--- START ---
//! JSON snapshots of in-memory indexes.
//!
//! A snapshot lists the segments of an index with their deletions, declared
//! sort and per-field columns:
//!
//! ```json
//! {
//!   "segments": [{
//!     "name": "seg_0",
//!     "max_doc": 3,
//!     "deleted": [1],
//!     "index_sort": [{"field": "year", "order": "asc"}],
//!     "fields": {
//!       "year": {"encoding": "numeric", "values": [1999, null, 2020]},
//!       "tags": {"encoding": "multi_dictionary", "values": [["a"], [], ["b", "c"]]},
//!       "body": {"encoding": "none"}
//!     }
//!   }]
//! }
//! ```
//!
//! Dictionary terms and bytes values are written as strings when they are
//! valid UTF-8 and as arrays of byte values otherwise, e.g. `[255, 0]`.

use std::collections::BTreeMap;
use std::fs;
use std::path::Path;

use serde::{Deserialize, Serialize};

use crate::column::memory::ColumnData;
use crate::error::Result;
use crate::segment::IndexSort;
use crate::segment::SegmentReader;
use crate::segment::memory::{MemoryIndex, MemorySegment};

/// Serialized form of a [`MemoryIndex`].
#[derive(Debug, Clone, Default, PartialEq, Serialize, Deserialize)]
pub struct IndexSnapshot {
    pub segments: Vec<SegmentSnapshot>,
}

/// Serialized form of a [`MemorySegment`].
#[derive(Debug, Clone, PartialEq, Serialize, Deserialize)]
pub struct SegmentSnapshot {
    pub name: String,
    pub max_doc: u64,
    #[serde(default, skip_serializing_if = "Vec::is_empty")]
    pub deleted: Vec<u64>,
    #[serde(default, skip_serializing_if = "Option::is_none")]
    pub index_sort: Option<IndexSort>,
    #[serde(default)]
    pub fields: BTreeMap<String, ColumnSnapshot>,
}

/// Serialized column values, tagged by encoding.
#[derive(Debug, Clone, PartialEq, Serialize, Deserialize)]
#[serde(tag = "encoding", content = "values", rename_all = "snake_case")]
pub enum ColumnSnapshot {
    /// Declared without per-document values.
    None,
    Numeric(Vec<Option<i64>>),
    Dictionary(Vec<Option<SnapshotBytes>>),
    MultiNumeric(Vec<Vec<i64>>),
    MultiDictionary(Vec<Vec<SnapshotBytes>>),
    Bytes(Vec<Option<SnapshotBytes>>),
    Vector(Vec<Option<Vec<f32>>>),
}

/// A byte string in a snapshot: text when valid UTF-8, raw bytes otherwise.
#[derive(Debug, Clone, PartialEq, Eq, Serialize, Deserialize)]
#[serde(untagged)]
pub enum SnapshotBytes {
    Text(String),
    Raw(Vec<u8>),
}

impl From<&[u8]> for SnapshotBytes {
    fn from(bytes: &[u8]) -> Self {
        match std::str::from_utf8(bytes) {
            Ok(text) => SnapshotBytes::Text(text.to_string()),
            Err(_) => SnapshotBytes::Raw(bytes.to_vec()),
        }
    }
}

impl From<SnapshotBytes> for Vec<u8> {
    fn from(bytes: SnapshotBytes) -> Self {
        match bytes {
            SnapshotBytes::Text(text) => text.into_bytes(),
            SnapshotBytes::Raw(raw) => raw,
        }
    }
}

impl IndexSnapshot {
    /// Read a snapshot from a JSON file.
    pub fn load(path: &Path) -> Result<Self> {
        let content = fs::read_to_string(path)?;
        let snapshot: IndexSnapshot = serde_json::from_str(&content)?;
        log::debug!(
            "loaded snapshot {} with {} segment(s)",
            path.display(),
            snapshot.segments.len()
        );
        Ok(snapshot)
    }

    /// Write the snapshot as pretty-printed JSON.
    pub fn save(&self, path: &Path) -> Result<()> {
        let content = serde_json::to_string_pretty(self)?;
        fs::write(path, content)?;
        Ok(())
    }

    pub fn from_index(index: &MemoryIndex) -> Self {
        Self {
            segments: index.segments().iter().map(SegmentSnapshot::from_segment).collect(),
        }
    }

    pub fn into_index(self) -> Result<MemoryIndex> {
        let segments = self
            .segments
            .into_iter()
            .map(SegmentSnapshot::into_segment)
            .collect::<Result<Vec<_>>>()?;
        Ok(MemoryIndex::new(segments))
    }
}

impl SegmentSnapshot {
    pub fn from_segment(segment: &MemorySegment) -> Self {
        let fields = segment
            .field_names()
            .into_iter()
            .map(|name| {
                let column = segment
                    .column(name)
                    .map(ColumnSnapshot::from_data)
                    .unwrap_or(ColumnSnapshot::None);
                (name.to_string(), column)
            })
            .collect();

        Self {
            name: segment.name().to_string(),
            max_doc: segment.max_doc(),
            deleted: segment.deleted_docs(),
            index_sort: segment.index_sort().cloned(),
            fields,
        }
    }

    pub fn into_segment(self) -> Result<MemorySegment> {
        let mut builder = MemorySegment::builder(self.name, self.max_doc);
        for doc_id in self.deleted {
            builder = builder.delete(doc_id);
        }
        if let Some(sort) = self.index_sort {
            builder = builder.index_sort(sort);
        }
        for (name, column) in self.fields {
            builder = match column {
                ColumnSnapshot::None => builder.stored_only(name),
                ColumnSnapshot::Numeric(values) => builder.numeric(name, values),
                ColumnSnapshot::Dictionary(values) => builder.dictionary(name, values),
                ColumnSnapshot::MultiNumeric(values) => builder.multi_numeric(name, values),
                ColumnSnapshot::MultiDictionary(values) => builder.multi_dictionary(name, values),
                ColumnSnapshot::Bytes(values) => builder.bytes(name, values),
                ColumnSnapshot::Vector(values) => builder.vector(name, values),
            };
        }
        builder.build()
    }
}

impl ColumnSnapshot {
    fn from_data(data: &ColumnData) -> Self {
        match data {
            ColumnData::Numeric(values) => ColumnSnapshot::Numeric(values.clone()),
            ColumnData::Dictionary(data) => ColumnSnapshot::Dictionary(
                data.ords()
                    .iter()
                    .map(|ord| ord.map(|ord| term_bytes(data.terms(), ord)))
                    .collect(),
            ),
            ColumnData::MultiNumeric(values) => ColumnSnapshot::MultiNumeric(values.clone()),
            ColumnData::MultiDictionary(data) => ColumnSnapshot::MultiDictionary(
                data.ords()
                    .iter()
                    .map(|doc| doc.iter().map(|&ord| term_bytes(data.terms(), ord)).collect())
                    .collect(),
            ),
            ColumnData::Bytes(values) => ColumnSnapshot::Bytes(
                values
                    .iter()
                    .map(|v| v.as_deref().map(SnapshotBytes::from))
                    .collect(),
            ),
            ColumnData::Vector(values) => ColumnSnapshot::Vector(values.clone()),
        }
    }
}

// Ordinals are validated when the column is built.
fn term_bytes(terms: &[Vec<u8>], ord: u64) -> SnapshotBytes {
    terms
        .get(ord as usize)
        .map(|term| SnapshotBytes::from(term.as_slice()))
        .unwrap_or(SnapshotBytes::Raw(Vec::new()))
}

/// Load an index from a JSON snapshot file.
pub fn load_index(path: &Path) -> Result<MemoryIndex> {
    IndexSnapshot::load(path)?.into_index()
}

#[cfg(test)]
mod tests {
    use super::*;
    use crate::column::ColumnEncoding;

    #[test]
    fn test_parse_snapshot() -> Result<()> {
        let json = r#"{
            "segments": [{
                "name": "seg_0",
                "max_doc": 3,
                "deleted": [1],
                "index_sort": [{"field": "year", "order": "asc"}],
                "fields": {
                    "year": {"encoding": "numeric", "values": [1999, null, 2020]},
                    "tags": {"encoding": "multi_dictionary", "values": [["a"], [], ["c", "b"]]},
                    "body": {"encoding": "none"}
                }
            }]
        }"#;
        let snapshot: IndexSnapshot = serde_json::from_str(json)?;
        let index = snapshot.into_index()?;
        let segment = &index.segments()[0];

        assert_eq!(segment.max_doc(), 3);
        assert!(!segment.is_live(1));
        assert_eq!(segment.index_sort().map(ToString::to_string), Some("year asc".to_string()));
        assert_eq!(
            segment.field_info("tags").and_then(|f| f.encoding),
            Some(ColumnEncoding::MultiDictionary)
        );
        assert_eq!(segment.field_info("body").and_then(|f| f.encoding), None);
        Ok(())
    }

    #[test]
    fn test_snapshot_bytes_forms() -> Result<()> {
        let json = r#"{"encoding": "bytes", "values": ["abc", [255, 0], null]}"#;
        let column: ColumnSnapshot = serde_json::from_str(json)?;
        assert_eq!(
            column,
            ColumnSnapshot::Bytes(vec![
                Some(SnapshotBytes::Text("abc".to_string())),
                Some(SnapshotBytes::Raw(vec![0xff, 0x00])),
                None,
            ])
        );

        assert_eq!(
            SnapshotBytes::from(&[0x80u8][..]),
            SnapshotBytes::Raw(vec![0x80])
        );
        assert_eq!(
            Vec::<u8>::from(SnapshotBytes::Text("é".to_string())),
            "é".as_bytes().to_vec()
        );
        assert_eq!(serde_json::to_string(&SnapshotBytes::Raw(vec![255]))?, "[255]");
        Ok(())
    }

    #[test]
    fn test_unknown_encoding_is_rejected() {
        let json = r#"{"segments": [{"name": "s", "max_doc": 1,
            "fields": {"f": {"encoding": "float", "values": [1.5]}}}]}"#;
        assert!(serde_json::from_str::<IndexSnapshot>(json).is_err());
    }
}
--- END ---
--- START ---
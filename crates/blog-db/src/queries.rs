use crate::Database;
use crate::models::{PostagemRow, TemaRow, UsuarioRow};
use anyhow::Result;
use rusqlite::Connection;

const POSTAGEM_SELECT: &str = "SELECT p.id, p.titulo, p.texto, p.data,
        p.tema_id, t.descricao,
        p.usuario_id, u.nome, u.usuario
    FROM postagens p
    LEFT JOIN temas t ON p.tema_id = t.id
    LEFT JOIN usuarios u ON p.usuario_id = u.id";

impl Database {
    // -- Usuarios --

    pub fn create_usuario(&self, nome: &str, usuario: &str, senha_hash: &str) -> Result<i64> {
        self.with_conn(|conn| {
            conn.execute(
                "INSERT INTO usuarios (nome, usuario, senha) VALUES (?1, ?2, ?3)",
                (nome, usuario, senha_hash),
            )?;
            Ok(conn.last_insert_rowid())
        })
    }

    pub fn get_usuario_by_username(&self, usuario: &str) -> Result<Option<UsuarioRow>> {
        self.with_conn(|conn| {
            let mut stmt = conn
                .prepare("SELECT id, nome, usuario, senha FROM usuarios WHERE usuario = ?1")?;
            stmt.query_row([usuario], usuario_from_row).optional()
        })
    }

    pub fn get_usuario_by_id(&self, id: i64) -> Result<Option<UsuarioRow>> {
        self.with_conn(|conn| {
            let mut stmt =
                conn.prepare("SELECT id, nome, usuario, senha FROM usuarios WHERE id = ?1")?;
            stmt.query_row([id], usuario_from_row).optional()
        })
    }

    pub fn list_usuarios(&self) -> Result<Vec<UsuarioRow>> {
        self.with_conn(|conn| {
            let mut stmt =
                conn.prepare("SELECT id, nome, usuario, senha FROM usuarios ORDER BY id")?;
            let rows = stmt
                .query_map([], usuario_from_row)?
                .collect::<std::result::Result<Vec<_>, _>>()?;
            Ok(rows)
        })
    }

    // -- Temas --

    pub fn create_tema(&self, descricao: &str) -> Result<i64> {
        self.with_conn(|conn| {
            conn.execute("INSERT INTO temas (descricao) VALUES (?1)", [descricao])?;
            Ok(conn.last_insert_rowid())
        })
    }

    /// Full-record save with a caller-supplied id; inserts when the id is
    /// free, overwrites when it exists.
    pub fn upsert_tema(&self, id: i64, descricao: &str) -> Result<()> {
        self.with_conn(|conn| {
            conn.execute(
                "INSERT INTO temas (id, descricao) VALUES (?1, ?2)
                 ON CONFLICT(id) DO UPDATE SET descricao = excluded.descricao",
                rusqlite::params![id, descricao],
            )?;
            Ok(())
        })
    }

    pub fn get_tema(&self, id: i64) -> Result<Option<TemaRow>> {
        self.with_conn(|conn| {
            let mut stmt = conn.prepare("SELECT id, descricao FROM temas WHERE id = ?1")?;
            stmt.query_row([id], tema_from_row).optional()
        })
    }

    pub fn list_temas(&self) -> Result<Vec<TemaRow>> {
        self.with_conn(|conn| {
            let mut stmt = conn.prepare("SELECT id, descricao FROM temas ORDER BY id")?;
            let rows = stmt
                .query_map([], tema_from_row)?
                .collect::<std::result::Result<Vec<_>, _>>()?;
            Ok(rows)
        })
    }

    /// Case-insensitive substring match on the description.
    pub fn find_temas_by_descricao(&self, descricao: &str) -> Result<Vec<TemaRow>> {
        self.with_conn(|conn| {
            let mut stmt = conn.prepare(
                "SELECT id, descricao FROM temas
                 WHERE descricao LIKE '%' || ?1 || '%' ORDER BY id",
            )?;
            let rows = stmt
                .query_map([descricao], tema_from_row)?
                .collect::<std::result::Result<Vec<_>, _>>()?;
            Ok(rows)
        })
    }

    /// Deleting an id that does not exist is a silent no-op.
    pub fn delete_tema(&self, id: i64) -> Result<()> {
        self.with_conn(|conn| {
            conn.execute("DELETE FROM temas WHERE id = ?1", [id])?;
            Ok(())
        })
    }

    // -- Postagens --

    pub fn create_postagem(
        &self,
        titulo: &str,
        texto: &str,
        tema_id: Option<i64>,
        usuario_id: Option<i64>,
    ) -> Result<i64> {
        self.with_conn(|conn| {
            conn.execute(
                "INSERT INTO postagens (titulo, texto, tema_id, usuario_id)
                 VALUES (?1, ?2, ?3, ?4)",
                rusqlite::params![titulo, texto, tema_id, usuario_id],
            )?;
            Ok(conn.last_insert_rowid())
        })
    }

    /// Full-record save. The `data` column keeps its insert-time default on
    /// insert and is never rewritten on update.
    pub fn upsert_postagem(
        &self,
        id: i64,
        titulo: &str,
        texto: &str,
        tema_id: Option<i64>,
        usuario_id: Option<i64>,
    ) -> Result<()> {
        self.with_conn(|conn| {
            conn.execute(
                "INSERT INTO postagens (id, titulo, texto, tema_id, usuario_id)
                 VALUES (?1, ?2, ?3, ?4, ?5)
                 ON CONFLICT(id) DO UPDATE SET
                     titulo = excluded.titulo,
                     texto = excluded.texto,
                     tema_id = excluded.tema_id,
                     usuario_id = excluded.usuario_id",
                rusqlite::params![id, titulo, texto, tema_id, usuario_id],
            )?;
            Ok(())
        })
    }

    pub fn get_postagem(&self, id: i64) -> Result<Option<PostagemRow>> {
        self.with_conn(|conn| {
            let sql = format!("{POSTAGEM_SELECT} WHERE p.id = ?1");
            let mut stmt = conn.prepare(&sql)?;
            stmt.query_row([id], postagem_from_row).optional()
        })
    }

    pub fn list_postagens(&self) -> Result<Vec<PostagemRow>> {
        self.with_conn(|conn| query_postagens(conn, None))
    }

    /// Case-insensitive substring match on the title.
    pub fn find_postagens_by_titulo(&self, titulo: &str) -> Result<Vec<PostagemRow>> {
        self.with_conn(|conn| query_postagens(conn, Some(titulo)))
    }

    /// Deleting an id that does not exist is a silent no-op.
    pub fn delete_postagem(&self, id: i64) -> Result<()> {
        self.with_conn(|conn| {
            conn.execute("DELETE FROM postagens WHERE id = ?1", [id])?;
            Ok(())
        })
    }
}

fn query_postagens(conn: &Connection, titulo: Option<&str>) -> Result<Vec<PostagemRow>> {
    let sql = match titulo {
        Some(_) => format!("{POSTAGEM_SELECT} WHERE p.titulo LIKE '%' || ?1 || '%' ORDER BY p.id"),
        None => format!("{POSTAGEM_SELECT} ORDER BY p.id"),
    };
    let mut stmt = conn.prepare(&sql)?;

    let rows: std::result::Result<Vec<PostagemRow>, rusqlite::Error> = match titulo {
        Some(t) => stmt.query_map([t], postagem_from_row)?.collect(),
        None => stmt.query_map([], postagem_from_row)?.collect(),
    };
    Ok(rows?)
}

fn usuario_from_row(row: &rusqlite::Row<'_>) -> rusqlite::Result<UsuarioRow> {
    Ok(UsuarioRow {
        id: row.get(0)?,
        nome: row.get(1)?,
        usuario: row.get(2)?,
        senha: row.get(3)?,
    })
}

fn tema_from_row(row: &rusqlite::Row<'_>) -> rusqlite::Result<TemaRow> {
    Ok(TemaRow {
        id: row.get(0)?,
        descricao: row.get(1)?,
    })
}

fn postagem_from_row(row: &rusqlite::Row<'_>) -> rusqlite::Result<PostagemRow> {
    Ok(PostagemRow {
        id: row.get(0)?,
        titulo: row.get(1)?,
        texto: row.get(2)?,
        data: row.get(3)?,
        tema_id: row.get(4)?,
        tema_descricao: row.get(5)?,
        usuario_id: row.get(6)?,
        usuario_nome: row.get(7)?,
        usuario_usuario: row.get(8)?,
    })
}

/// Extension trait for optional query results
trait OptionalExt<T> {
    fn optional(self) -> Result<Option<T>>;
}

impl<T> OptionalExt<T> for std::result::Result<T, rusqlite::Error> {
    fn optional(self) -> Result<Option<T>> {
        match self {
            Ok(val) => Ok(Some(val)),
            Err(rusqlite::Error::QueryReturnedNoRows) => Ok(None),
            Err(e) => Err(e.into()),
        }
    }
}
--- END ---
_Required action_
Filter the entries above down to the lines that hold the word "match", and copy those lines.

_Task result_
        match std::str::from_utf8(bytes) {
        match bytes {
            builder = match column {
        match data {
    /// Case-insensitive substring match on the description.
    /// Case-insensitive substring match on the title.
    let sql = match titulo {
    let rows: std::result::Result<Vec<PostagemRow>, rusqlite::Error> = match titulo {
        match self {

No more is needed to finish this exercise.